→ **What you are asked to do**
In the reply, include exactly the lines of the entries below from the first to the line with "let uptime = connect_time.map(|t|", that line included.

→ **Given records**
☆ ☆ ☆ ☆ ☆

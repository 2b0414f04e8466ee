//! Pure health monitoring and reconnection logic
//!
//! This module contains pure functions for reconnection decisions,
//! state-gated operation checks and connection health metrics.

use super::state::{ConnectionState, ReconnectConfig};
use std::time::{Duration, Instant};
use tracing::{info, warn};

/// Pure health monitoring and reconnection decision logic
pub struct HealthMonitor;

impl HealthMonitor {
    /// Determine if reconnection should be attempted (pure function)
    ///
    /// Retries are unlimited; only a shutdown request ends them.
    pub fn should_attempt_reconnection(
        current_attempts: u32,
        config: &ReconnectConfig,
        shutdown_requested: bool,
    ) -> ReconnectionDecision {
        if shutdown_requested {
            return ReconnectionDecision::AbortShutdownRequested;
        }

        let attempt = current_attempts.saturating_add(1);
        ReconnectionDecision::Proceed {
            attempt,
            delay_ms: config.calculate_backoff_delay(attempt),
        }
    }

    /// Check if connection state allows publishing (pure function)
    pub fn can_publish(state: ConnectionState) -> bool {
        matches!(state, ConnectionState::Connected)
    }

    /// Check if connection state allows subscribing (pure function)
    pub fn can_subscribe(state: ConnectionState) -> bool {
        matches!(state, ConnectionState::Connected)
    }

    /// Calculate health metrics for the connection (pure function)
    pub fn calculate_health_metrics(
        connect_time: Option<Instant>,
        last_message_time: Option<Instant>,
        since_last_pong: Option<Duration>,
        pong_deadline: Duration,
        reconnect_count: u32,
    ) -> HealthMetrics {
        let now = Instant::now();

        let uptime = connect_time.map(|t| now.duration_since(t));
        let time_since_last_message = last_message_time.map(|t| now.duration_since(t));

        HealthMetrics {
            uptime,
            time_since_last_message,
            time_since_last_pong: since_last_pong,
            reconnect_count,
            is_healthy: Self::determine_health_status(uptime, since_last_pong, pong_deadline),
        }
    }

    /// Healthy means connected with the last pong inside the deadline (pure function)
    fn determine_health_status(
        uptime: Option<Duration>,
        since_last_pong: Option<Duration>,
        pong_deadline: Duration,
    ) -> bool {
        match (uptime, since_last_pong) {
            (Some(_), Some(since)) => since < pong_deadline,
            (Some(_), None) => true,
            _ => false,
        }
    }

    /// Log connection state transition (pure logging function)
    pub fn log_state_transition(from: ConnectionState, to: ConnectionState) {
        match (from, to) {
            (ConnectionState::Idle, ConnectionState::Connecting) => {
                info!("Connection manager activated");
            }
            (ConnectionState::Connecting, ConnectionState::Connected) => {
                info!("Broker connection established");
            }
            (ConnectionState::Connected, ConnectionState::Disconnecting) => {
                warn!("Broker connection closing");
            }
            (ConnectionState::Disconnecting, ConnectionState::Connecting) => {
                info!("Reconnecting to broker");
            }
            (_, ConnectionState::Stopped) => {
                info!("Connection manager stopped");
            }
            _ => {
                info!("Connection state: {:?} -> {:?}", from, to);
            }
        }
    }

    /// Validate reconnection configuration (pure function)
    pub fn validate_reconnect_config(config: &ReconnectConfig) -> Result<(), String> {
        if config.sustained_delay == 0 {
            return Err("sustained_delay must be greater than 0".to_string());
        }

        if config.backoff_pattern.iter().any(|&delay| delay == 0) {
            return Err("backoff_pattern delays must be greater than 0".to_string());
        }

        Ok(())
    }
}

/// Decision result for reconnection attempts
#[derive(Debug, PartialEq, Eq)]
pub enum ReconnectionDecision {
    /// Proceed with reconnection attempt
    Proceed { attempt: u32, delay_ms: u64 },
    /// Abort reconnection - shutdown requested
    AbortShutdownRequested,
}

/// Health metrics for connection monitoring
#[derive(Debug, Clone, PartialEq)]
pub struct HealthMetrics {
    /// Time since the current session was established
    pub uptime: Option<Duration>,
    /// Time since the last inbound message
    pub time_since_last_message: Option<Duration>,
    /// Time since the last ping acknowledgment
    pub time_since_last_pong: Option<Duration>,
    /// Number of reconnections since activation
    pub reconnect_count: u32,
    /// Overall health status
    pub is_healthy: bool,
}

#[cfg(test)]
mod tests {
    use super::*;

    #[test]
    fn test_should_attempt_reconnection() {
        let config = ReconnectConfig::default();

        let decision = HealthMonitor::should_attempt_reconnection(0, &config, false);
        assert_eq!(
            decision,
            ReconnectionDecision::Proceed {
                attempt: 1,
                delay_ms: 3000
            }
        );

        // Retries never run out
        let decision = HealthMonitor::should_attempt_reconnection(10_000, &config, false);
        assert_eq!(
            decision,
            ReconnectionDecision::Proceed {
                attempt: 10_001,
                delay_ms: 3000
            }
        );

        let decision = HealthMonitor::should_attempt_reconnection(3, &config, true);
        assert_eq!(decision, ReconnectionDecision::AbortShutdownRequested);
    }

    #[test]
    fn test_should_attempt_reconnection_with_pattern() {
        let config = ReconnectConfig {
            backoff_pattern: vec![100, 400],
            sustained_delay: 1000,
        };

        assert_eq!(
            HealthMonitor::should_attempt_reconnection(1, &config, false),
            ReconnectionDecision::Proceed {
                attempt: 2,
                delay_ms: 400
            }
        );
        assert_eq!(
            HealthMonitor::should_attempt_reconnection(2, &config, false),
            ReconnectionDecision::Proceed {
                attempt: 3,
                delay_ms: 1000
            }
        );
    }

    #[test]
    fn test_can_publish_and_subscribe_only_when_connected() {
        for state in [
            ConnectionState::Idle,
            ConnectionState::Connecting,
            ConnectionState::Disconnecting,
            ConnectionState::Stopped,
        ] {
            assert!(!HealthMonitor::can_publish(state), "{state:?}");
            assert!(!HealthMonitor::can_subscribe(state), "{state:?}");
        }
        assert!(HealthMonitor::can_publish(ConnectionState::Connected));
        assert!(HealthMonitor::can_subscribe(ConnectionState::Connected));
    }

    #[test]
    fn test_calculate_health_metrics() {
        let now = Instant::now();
        let connect_time = Some(now - Duration::from_secs(3600));
        let last_message_time = Some(now - Duration::from_secs(60));

        let metrics = HealthMonitor::calculate_health_metrics(
            connect_time,
            last_message_time,
            Some(Duration::from_secs(10)),
            Duration::from_secs(60),
            2,
        );

        assert!(metrics.uptime.unwrap() >= Duration::from_secs(3600));
        assert!(metrics.time_since_last_message.unwrap() >= Duration::from_secs(60));
        assert_eq!(metrics.reconnect_count, 2);
        assert!(metrics.is_healthy);
    }

    #[test]
    fn test_determine_health_status() {
        let uptime = Some(Duration::from_secs(100));
        let deadline = Duration::from_secs(60);

        assert!(HealthMonitor::determine_health_status(
            uptime,
            Some(Duration::from_secs(5)),
            deadline
        ));
        assert!(HealthMonitor::determine_health_status(uptime, None, deadline));
        assert!(!HealthMonitor::determine_health_status(
            uptime,
            Some(Duration::from_secs(60)),
            deadline
        ));
        assert!(!HealthMonitor::determine_health_status(None, None, deadline));
    }

    #[test]
    fn test_validate_reconnect_config() {
        assert!(HealthMonitor::validate_reconnect_config(&ReconnectConfig::default()).is_ok());
        assert!(HealthMonitor::validate_reconnect_config(&ReconnectConfig::fixed(0)).is_err());

        let zero_in_pattern = ReconnectConfig {
            backoff_pattern: vec![100, 0],
            sustained_delay: 500,
        };
        assert!(HealthMonitor::validate_reconnect_config(&zero_in_pattern).is_err());
    }
}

☆ ☆ ☆ ☆ ☆

→ **Response area**
repository 2b0414f04e8466ee
//! Pure health monitoring and reconnection logic
//!
//! This module contains pure functions for reconnection decisions,
//! state-gated operation checks and connection health metrics.

use super::state::{ConnectionState, ReconnectConfig};
use std::time::{Duration, Instant};
use tracing::{info, warn};

/// Pure health monitoring and reconnection decision logic
pub struct HealthMonitor;

impl HealthMonitor {
    /// Determine if reconnection should be attempted (pure function)
    ///
    /// Retries are unlimited; only a shutdown request ends them.
    pub fn should_attempt_reconnection(
        current_attempts: u32,
        config: &ReconnectConfig,
        shutdown_requested: bool,
    ) -> ReconnectionDecision {
        if shutdown_requested {
            return ReconnectionDecision::AbortShutdownRequested;
        }

        let attempt = current_attempts.saturating_add(1);
        ReconnectionDecision::Proceed {
            attempt,
            delay_ms: config.calculate_backoff_delay(attempt),
        }
    }

    /// Check if connection state allows publishing (pure function)
    pub fn can_publish(state: ConnectionState) -> bool {
        matches!(state, ConnectionState::Connected)
    }

    /// Check if connection state allows subscribing (pure function)
    pub fn can_subscribe(state: ConnectionState) -> bool {
        matches!(state, ConnectionState::Connected)
    }

    /// Calculate health metrics for the connection (pure function)
    pub fn calculate_health_metrics(
        connect_time: Option<Instant>,
        last_message_time: Option<Instant>,
        since_last_pong: Option<Duration>,
        pong_deadline: Duration,
        reconnect_count: u32,
    ) -> HealthMetrics {
        let now = Instant::now();

        let uptime = connect_time.map(|t| now.duration_since(t));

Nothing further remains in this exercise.